Version Control

part of the ArsDigita Community System by Ron Henderson

The vc module provides an interface to the Concurrent Versions System (CVS).

The Big Picture

At this point we are all used to working collaboratively on site development, and to using CVS for managing the code base as the site is programmed. But what about modules that provide access to site content or software management tools? Do we give up version control in this case? Do we have to rewrite the machinery of a system like CVS? Absolutely not!

The vc module provides a simple interface to CVS that can be used by any module to add version control capabilities. It also provides procedures to obtain version control information for any file in the project, i.e. to display additional information in the page footer or for integration with bug tracking systems. Current modules that use vc include the package manager, the file manager, and the manual system.


The vc module does not have any user pages, just a set of procs that allow you to access the version control system. Every proc takes the full pathname of a file to operate on. The public API consists of the following (all are direct analogies to the corresponding CVS command):
vc_add path
vc_log path
vc_status path
vc_remove path
vc_commit path message
vc_update path
vc_checkout module path

This last command (equivalent to cvs co -d path module) is useful for grabbing a private copy of a file, e.g. to support simultaneous editors in a content-management system. The utility

vc_path_to_module path

will convert an absolute pathname into the corresponding CVS module that it was originally checked out of.

There are also a number of procs that simply grab information from CVS either by exec-ing the executable or by reading the appropriate version control information from the file system:

vc_fetch_repository path
vc_fetch_root path
vc_fetch_status path
vc_fetch_summary path
vc_fetch_date path
vc_fetch_revision path

An individual query can be relatively expensive, particularly if CVS has to go over the network to access information from a remote repository. Therefore, all information managed by the vc module is cached within the server based on the modification time of the corresponding file.


To use the vc module you will need to set the following parameters:

; Location of the CVS repository.  If the repository is on a remote
; host, you need to make sure that CVS can connect without being
; prompted for a password.
; Location of the CVS executable

The parameter CVSROOT is exactly the same as the environment variable used by CVS. The parameter CvsPath specifies the location of the CVS executable. If you are running a chrooted server then the CVS executable must be located within the restricted path of the server.

Remote Repositories

The vc module will happily talk across the network to a remote repository, e.g.
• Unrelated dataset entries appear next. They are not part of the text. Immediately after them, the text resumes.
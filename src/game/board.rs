// src/game/board.rs

use std::collections::HashMap;

use crate::components::card::{Card, CardId};
use crate::components::stack::{CardStack, StackId};
use crate::error::{GameError, GameResult};
use crate::protocol::CardsDisposition;

/// 盤面。全スタックと「カード → スタック」の索引を持つよ。
///
/// 索引はスタックの中身から作れるもので、正はあくまでスタック側。
/// カードの中身を書き換えるのは `transfer` だけなので、索引もそこで一緒に直す。
#[derive(Debug, Clone)]
pub struct Board {
    stacks: Vec<CardStack>,
    card_index: HashMap<CardId, StackId>,
}

impl Board {
    pub fn new(mut stacks: Vec<CardStack>) -> Self {
        stacks.sort_by_key(CardStack::id);
        let card_index = stacks
            .iter()
            .flat_map(|stack| stack.cards().iter().map(move |card| (card.id, stack.id())))
            .collect();
        Self { stacks, card_index }
    }

    /// ID 順のスタック一覧。
    pub fn stacks(&self) -> &[CardStack] {
        &self.stacks
    }

    pub fn stack(&self, stack_id: StackId) -> Option<&CardStack> {
        self.position(stack_id).map(|index| &self.stacks[index])
    }

    /// カードが今いるスタック。
    pub fn stack_of(&self, card_id: CardId) -> Option<StackId> {
        self.card_index.get(&card_id).copied()
    }

    pub fn card(&self, card_id: CardId) -> Option<&Card> {
        self.stack_of(card_id)
            .and_then(|stack_id| self.stack(stack_id))
            .and_then(|stack| stack.find(card_id))
    }

    pub fn is_available(&self, card_id: CardId) -> bool {
        self.stack_of(card_id)
            .and_then(|stack_id| self.stack(stack_id))
            .is_some_and(|stack| stack.is_available(card_id))
    }

    /// `from` の一番上のカードを `to` へ移す。
    ///
    /// 検査は全部先にやるので、失敗したときは盤面は何も変わっていない。
    /// `validate` が false のときは `to` のルールを見ない（undo/redo の再生）。
    pub fn transfer(&mut self, from: StackId, to: StackId, validate: bool) -> GameResult<Card> {
        let from_index = self.position(from).ok_or_else(|| unknown_stack(from))?;
        let to_index = self.position(to).ok_or_else(|| unknown_stack(to))?;

        let card = *self.stacks[from_index]
            .top()
            .ok_or(GameError::EmptyStack { stack_id: from })?;
        if from_index == to_index || (validate && !self.stacks[to_index].can_accept(&card)) {
            return Err(GameError::IllegalMove { card_id: card.id, stack_id: Some(to) });
        }

        let card = self.stacks[from_index].pop()?;
        self.stacks[to_index].push(card, false)?;
        self.card_index.insert(card.id, to);
        Ok(card)
    }

    pub fn disposition(&self) -> CardsDisposition {
        CardsDisposition { stacks: self.stacks.iter().map(CardStack::to_dto).collect() }
    }

    fn position(&self, stack_id: StackId) -> Option<usize> {
        self.stacks.binary_search_by_key(&stack_id, CardStack::id).ok()
    }
}

fn unknown_stack(stack_id: StackId) -> GameError {
    GameError::InvalidInput(format!("unknown stack {}", stack_id))
}
// src/error.rs
//! エンジン全体で使うエラー型だよ。
//!
//! どれも「呼び出し側が can_* で確認してから命令を出す」約束を破ったときに返るもの。
//! ユーザーに見せてリトライさせる種類のエラーじゃないよ。

use thiserror::Error;

use crate::components::card::CardId;
use crate::components::stack::StackId;

#[derive(Debug, Clone, PartialEq, Eq, Error)]
pub enum GameError {
    /// カードが動かせない、または移動先が受け付けない。
    /// `stack_id` が `None` なのは「指定された種類のスタックがどれも受け付けなかった」とき。
    #[error("illegal move: card {card_id} cannot go to {}", describe_target(.stack_id))]
    IllegalMove {
        card_id: CardId,
        stack_id: Option<StackId>,
    },

    #[error("card stack {stack_id} is empty")]
    EmptyStack { stack_id: StackId },

    #[error("no more commands in history")]
    NoHistory,

    #[error("invalid input: {0}")]
    InvalidInput(String),

    /// イベントハンドラの中から命令を出そうとした。
    #[error("command issued from inside an event handler")]
    Reentrant,

    #[error("game is not started")]
    NotStarted,
}

fn describe_target(stack_id: &Option<StackId>) -> String {
    match stack_id {
        Some(id) => format!("stack {}", id),
        None => "any stack of the requested kinds".to_string(),
    }
}

pub type GameResult<T> = Result<T, GameError>;

#[cfg(test)]
mod tests {
    use super::*;

    #[test]
    fn messages_name_the_card_and_stack() {
        let err = GameError::IllegalMove { card_id: 7, stack_id: Some(3) };
        assert_eq!(err.to_string(), "illegal move: card 7 cannot go to stack 3");

        let err = GameError::IllegalMove { card_id: 7, stack_id: None };
        assert!(err.to_string().ends_with("any stack of the requested kinds"));

        assert_eq!(
            GameError::InvalidInput("expected 36 cards, got 35".into()).to_string(),
            "invalid input: expected 36 cards, got 35"
        );
    }
}
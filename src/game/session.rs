// src/game/session.rs

use std::cell::RefCell;
use std::rc::Rc;

use log::{error, info};
use rand::Rng;

use crate::components::card::{Card, CardId};
use crate::components::game_state::GameStatus;
use crate::components::stack::{StackId, StackKind};
use crate::error::{GameError, GameResult};
use crate::event::EventHandler;
use crate::game::command::MoveCommand;
use crate::game::engine::Game;
use crate::game::history::History;
use crate::logic::deck;
use crate::logic::variant::Variant;
use crate::protocol::{CardMovedEvent, CardsDisposition};

/// 遊ぶ側から見た入り口。今のゲームと履歴と、3つの通知先をまとめて持つよ。
///
/// 通知先はセッションが持っていて、`start` で新しいゲームを作るたびに同じものを渡す。
/// だから購読は新しいゲームになっても生きたまま。
#[derive(Debug)]
pub struct GameSession {
    variant: Variant,
    game: RefCell<Option<Rc<Game>>>,
    history: History<MoveCommand>,
    on_card_moved: EventHandler<CardMovedEvent>,
    on_game_finished: EventHandler<()>,
}

impl GameSession {
    pub fn new(variant: Variant) -> Self {
        Self {
            variant,
            game: RefCell::new(None),
            history: History::new(),
            on_card_moved: EventHandler::new(),
            on_game_finished: EventHandler::new(),
        }
    }

    pub fn variant(&self) -> Variant {
        self.variant
    }

    pub fn on_card_moved(&self) -> &EventHandler<CardMovedEvent> {
        &self.on_card_moved
    }

    pub fn on_game_finished(&self) -> &EventHandler<()> {
        &self.on_game_finished
    }

    pub fn on_history_changed(&self) -> &EventHandler<()> {
        self.history.on_history_changed()
    }

    /// 渡されたカードで新しいゲームを始める。
    /// カードがおかしければ今のゲームも履歴もそのまま。
    pub fn start(&self, cards: Vec<Card>) -> GameResult<()> {
        self.ensure_idle()?;
        let game = Game::with_events(
            self.variant,
            cards,
            self.on_card_moved.clone(),
            self.on_game_finished.clone(),
        )?;
        *self.game.borrow_mut() = Some(Rc::new(game));
        self.history.clear()?;
        info!("GameSession: new {} game 🎉", self.variant);
        Ok(())
    }

    pub fn start_shuffled(&self) -> GameResult<()> {
        let mut cards = deck::create_deck(self.variant);
        deck::shuffle_deck(&mut cards);
        self.start(cards)
    }

    pub fn start_with_rng<R: Rng + ?Sized>(&self, rng: &mut R) -> GameResult<()> {
        let mut cards = deck::create_deck(self.variant);
        deck::shuffle_deck_with(&mut cards, rng);
        self.start(cards)
    }

    pub fn is_started(&self) -> bool {
        self.game.borrow().is_some()
    }

    // --- 問い合わせ ---

    pub fn disposition(&self) -> GameResult<CardsDisposition> {
        Ok(self.game()?.disposition())
    }

    pub fn status(&self) -> GameResult<GameStatus> {
        Ok(self.game()?.status())
    }

    pub fn can_move_card(&self, card_id: CardId) -> bool {
        self.game().is_ok_and(|game| game.can_move(card_id))
    }

    pub fn can_move_card_to_stack(&self, card_id: CardId, stack_id: StackId) -> bool {
        self.game().is_ok_and(|game| game.can_move_to_stack(card_id, stack_id))
    }

    /// `target_card_id` が今いるスタックへ動かせるか。
    pub fn can_move_card_to_card(&self, card_id: CardId, target_card_id: CardId) -> bool {
        self.game().is_ok_and(|game| {
            game.stack_of(target_card_id)
                .is_some_and(|stack_id| game.can_move_to_stack(card_id, stack_id))
        })
    }

    pub fn can_move_card_to_any_foundation(&self, card_id: CardId) -> bool {
        self.can_move_card_to_any_of_kinds(card_id, self.variant.foundation_kinds())
    }

    pub fn can_move_card_to_any_of_kinds(&self, card_id: CardId, kinds: &[StackKind]) -> bool {
        self.game().is_ok_and(|game| game.can_move_to_any_of_kinds(card_id, kinds))
    }

    pub fn can_undo(&self) -> bool {
        self.history.can_undo()
    }

    pub fn can_redo(&self) -> bool {
        self.history.can_redo()
    }

    pub fn is_finished(&self) -> bool {
        self.game().is_ok_and(|game| game.is_finished())
    }

    // --- 命令 ---

    pub fn move_card_to_stack(&self, card_id: CardId, stack_id: StackId) -> GameResult<()> {
        self.ensure_idle()?;
        let command = self.game()?.move_to_stack(card_id, stack_id)?;
        self.history.push(command)
    }

    pub fn move_card_to_card(&self, card_id: CardId, target_card_id: CardId) -> GameResult<()> {
        self.ensure_idle()?;
        let game = self.game()?;
        let stack_id = game
            .stack_of(target_card_id)
            .ok_or(GameError::IllegalMove { card_id, stack_id: None })?;
        let command = game.move_to_stack(card_id, stack_id)?;
        self.history.push(command)
    }

    pub fn move_card_to_any_foundation(&self, card_id: CardId) -> GameResult<()> {
        self.move_card_to_any_of_kinds(card_id, self.variant.foundation_kinds())
    }

    pub fn move_card_to_any_of_kinds(&self, card_id: CardId, kinds: &[StackKind]) -> GameResult<()> {
        self.ensure_idle()?;
        let command = self.game()?.move_to_any_of_kinds(card_id, kinds)?;
        self.history.push(command)
    }

    /// 1手戻す。
    pub fn undo(&self) -> GameResult<()> {
        self.ensure_idle()?;
        let game = self.game()?;
        let command = self.history.undo()?;
        if let Err(err) = game.revert(&command) {
            error!("GameSession: failed to undo {:?}: {}", command, err);
            self.history.redo()?;
            return Err(err);
        }
        Ok(())
    }

    /// 戻した手をやり直す。
    pub fn redo(&self) -> GameResult<()> {
        self.ensure_idle()?;
        let game = self.game()?;
        let command = self.history.redo()?;
        if let Err(err) = game.apply(&command) {
            error!("GameSession: failed to redo {:?}: {}", command, err);
            self.history.undo()?;
            return Err(err);
        }
        Ok(())
    }

    fn game(&self) -> GameResult<Rc<Game>> {
        self.game.borrow().clone().ok_or(GameError::NotStarted)
    }

    fn ensure_idle(&self) -> GameResult<()> {
        if self.on_card_moved.is_dispatching()
            || self.on_game_finished.is_dispatching()
            || self.history.on_history_changed().is_dispatching()
        {
            return Err(GameError::Reentrant);
        }
        Ok(())
    }
}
CVSROOT=hostname:/cvsweb/ will allow you to access the repository /cvsweb on hostname. The only connection methods currently supported are pserver and ext using secure shell as the connection agent (strongly recommended). For this to work the user nsadmin (or whatever user account the AOLserver binary runs as) must be able to connect to the repository host without being prompted for a password.

This is easy to set up and relatively secure using ssh with RSA authentication. We'll assume the server runs as nsadmin.

  1. Login to the server host as nsadmin.
  2. Run ssh-keygen with no passphrase to generate ~nsadmin/.ssh/
  3. Copy ~nsadmin/.ssh/ to the repository host and append it to ~nsadmin/.ssh/authorized_keys.
  4. Make sure the authorized_keys file has its permissions set to 400 and that /home/nsadmin is set to 755.
  5. Try logging in from the server host to the repository host using ssh -v nsadmin@repository-host. If you fail to connect automatically, check the log output for some explanation as to why the authentication failed.
  6. As a final test, try running cvs -n update from the top-level directory of your project while logged in as nsadmin to make sure that CVS can connect to the repository host correctly.

The most common problem is bad permissions. If your connection is failing then double-check the permissions on /home/nsadmin/ and /home/nsadmin/.ssh/authorized_keys.


If you're running a chrooted server there are two more steps. First, the cvs and ssh executables must be accessible in the restricted path. Second, you will need to copy the ssh configuration files into the correct chrooted location; if you're following the standard layout then:

cp /home/nsadmin/.ssh /webroot/aol30/.ssh

Once again, double-check the permissions as ssh is extremely picky about this.

Future Improvements

Might be nice to integerate with things like the ticket tracker or general comments on a page.

As written these procs are tied specifically to CVS, but they could be extended to work with RCS or SCCS repositories, or any other revision control system we might adopt in the future.